En el Evangelio de hoy Jesús vuelve a predecir ante sus apóstoles su futura muerte y resurrección, pero éstos no entendían ese lenguaje, que resultaba demasiado duro para sus oídos. De nuevo resalta aquí la imperfección de aquellos que el Señor había elegido como compañeros y testigos suyos, pero resalta también la paciencia infinita del Divino Maestro, que no se escandaliza de los que ha elegido, ni se cansa de instruirlos en la verdadera Sabiduría.
El episodio de hoy da pie al Señor para dejar a sus seguidores una lección fundamental para la vida espiritual. Ellos se fatigaban en una querella de ambición, de rivalidad y de preeminencia, cuando se vislumbraba ya levantada en alto la cruz del Salvador.
Lección de humildad
Los apóstoles estaban preocupados sobre quién sería el primero y el mayor. Y el Señor les da una lección de humildad. Cuando Jesús los sorprende en tan mezquinos ideales les dice: «Si uno quiere ser el primero, sea el último de todos y el servidor de todos» . Y para que mejor la entendiesen, acompañó su lección de un lindísimo símbolo. Llamando a un niño que por allí pasaba, lo tomó de la mano y lo colocó cerca de sí, en el sitio de honor. Se sentó luego y, abrazando a aquel niño privilegiado, les dijo: «En verdad os digo que si no os volviereis y os hiciereis como niños, no entraréis en el reino de los cielos.»
Los apóstoles ambicionaban el primer lugar en el reino de Cristo, y he aquí que se les amenaza con ser excluidos de él si no vuelven a mejores sentimientos.
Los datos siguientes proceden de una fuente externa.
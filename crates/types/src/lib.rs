//! Bridge Types
//!
//! Shared models, the closed error taxonomy and the seam traits of the Across
//! bridge engine. Nothing in this crate performs I/O.

pub mod bridge;
pub mod chains;
pub mod classification;
pub mod errors;
pub mod models;
pub mod providers;
pub mod transfers;

// Re-export chain primitives so downstream crates agree on one alloy version
pub use alloy::primitives::{Address, Bytes, TxHash, U256};
pub use chrono;

pub use bridge::{
	BridgeApi, BridgeApiError, BridgeApiResult, BridgeRoute, DepositLimits, DepositStatus,
	FeeRequest, FillStatus, RelayQuote,
};

pub use chains::{ChainDescriptor, RegistryError, RegistryResult, TokenDescriptor};

pub use classification::{ErrorClassification, ErrorKind};

pub use errors::{BridgeError, BridgeResult, ExecutionStage};

pub use models::SecretString;

pub use providers::{
	ChainClient, ChainConnector, ChainError, ChainResult, DepositCall, ProviderError,
	TransactionOutcome,
};

pub use transfers::{
	ExecutionResult, ExecutionStatus, FeeBreakdown, IntentValidationError,
	IntentValidationResult, Quote, QuoteFailureReason, TransferIntent, TransferPlan,
};
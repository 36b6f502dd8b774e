//! Bridge Service
//!
//! Core orchestration: chain registry, per-chain provider pool, dry-run
//! quoting, execution and error classification.

pub mod classifier;
pub mod executor;
pub mod provider_pool;
pub mod quote_engine;
pub mod registry;
pub mod retry;

pub use classifier::ErrorClassifier;
pub use executor::{BridgeExecutor, ExecutorConfig};
pub use provider_pool::{ProviderHandle, ProviderInitReport, ProviderPool};
pub use quote_engine::{Evaluation, QuoteEngine, QuoteEngineConfig};
pub use registry::{ChainRegistry, ChainRegistryBuilder};
pub use retry::RetryPolicy;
Según el principio enunciado por Jesús, la verdadera grandeza no consiste ni en los honores ni en la gloria, sino en la humildad propia de los niños, que como por instinto conocen su pequeñez.
Sus discípulos quedaron aún más confundidos después de oído este lenguaje, que condenaba su ambición de un modo tan imprevisto. Entendieron, sin duda, que su Maestro no hablaba sólo de los niños propiamente dichos, sino también de todas las almas humildes y sencillas que se les asemejan.
Necesidad de abajarse
La conversión comienza cuando me decido a hacerme como un niño: pequeño, confiado, sencillo, sin doblez, sin seguridad propia, dócil, abandonado totalmente en las manos de mi Padre Dios. A eso se contrapone la actitud de los apóstoles que confían más en sus valía personal, que ambicionan grandeza y honores.
De nuevo asistimos a una inversión de valores. Lo que ante los ojos de Dios cuenta es lo que para los hombres es despreciado. En la medida en que soy menor para mí y para los demás, en esa medida comienzo a ser mayor para Dios. A mayor confianza y seguridad en Dios, menor confianza y seguridad en mí. En esa medida puedo llamar a Dios Padre.
Esta es, pues, la nueva vida. Aprender a llamar a Dios Padre como lo hace un niño, que toda su confianza y seguridad coloca en su padre; porque se sabe amado por Él sin límite.
Pidámosle a la Virgen, que supo hacerse pequeña, esclava, nada ante Dios y por eso fue ensalzada por encima de todas las criaturas, que nos enseñe a ser niños y confiados siempre en la bondad de nuestro Padre Dios.